### Brief
Among the following entries, say how many lines contain the word "DetectionMode"; the answer is a number and nothing else.

##### Records supplied

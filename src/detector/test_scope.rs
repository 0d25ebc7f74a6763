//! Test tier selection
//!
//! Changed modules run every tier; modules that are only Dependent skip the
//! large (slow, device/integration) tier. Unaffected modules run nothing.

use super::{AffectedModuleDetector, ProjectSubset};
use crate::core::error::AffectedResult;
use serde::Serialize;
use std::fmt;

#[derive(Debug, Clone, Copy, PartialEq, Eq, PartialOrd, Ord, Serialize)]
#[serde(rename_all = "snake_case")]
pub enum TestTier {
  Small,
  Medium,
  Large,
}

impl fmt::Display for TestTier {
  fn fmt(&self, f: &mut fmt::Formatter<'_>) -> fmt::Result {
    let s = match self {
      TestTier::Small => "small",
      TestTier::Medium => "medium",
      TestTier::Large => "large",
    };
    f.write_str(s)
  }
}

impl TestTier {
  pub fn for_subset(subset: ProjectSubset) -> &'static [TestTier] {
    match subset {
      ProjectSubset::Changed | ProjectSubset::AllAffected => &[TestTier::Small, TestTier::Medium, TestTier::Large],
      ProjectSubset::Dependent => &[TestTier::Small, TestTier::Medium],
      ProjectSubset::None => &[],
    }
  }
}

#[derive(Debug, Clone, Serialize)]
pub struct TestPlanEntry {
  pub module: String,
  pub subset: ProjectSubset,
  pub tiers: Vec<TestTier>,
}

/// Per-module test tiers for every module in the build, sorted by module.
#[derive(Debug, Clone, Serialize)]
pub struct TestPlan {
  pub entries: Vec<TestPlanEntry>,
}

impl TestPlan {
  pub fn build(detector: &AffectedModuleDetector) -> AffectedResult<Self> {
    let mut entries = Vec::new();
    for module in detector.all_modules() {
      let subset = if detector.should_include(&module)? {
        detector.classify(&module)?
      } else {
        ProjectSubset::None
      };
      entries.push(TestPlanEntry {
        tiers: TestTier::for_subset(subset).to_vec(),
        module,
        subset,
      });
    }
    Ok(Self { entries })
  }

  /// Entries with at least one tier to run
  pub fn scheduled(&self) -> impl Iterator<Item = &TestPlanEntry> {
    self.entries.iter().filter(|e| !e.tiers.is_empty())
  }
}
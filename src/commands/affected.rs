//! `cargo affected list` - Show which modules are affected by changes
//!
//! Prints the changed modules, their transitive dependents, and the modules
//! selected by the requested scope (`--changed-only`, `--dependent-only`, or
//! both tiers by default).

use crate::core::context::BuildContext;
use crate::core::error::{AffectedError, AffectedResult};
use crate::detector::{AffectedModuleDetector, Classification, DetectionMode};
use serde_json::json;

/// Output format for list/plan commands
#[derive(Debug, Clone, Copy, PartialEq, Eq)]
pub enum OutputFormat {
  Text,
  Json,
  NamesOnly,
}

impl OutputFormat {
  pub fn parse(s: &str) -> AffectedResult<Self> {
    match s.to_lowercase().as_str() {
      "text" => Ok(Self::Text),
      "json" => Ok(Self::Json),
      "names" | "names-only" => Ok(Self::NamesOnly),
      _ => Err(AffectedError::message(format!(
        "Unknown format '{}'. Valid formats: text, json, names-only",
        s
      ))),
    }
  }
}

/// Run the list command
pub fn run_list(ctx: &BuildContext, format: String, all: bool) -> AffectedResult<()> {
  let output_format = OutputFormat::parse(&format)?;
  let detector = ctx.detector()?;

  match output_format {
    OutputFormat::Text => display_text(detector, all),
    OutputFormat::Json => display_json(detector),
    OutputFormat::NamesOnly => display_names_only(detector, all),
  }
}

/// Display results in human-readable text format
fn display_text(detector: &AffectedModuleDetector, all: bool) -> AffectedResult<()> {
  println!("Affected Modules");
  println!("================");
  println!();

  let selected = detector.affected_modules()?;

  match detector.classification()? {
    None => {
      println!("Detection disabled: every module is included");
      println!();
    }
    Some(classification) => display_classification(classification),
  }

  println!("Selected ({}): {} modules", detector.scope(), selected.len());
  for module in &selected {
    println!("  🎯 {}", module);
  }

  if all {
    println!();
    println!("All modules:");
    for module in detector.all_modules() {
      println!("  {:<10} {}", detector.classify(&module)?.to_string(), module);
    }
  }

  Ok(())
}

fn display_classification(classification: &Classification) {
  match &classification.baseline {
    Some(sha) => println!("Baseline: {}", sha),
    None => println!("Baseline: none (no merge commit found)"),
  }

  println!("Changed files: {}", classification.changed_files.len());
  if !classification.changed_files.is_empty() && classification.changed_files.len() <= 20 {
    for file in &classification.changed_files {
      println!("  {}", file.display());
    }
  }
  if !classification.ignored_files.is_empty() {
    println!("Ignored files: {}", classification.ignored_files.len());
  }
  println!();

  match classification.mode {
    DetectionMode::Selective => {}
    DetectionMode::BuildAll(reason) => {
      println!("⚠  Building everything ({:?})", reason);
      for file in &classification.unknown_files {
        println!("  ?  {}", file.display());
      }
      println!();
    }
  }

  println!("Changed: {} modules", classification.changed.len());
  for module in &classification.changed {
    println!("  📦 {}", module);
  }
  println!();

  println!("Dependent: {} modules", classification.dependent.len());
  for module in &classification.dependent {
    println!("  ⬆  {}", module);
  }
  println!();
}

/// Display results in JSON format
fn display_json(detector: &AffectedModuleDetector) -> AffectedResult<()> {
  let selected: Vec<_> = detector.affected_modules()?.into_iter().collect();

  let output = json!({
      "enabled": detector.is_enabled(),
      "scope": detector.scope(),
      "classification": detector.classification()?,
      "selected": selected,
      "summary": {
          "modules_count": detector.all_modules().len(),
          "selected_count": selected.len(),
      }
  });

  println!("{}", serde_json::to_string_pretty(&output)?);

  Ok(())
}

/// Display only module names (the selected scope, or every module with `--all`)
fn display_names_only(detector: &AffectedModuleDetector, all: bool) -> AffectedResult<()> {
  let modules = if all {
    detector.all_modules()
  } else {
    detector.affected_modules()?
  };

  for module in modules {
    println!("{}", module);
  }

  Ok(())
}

##########

### Result for this task
3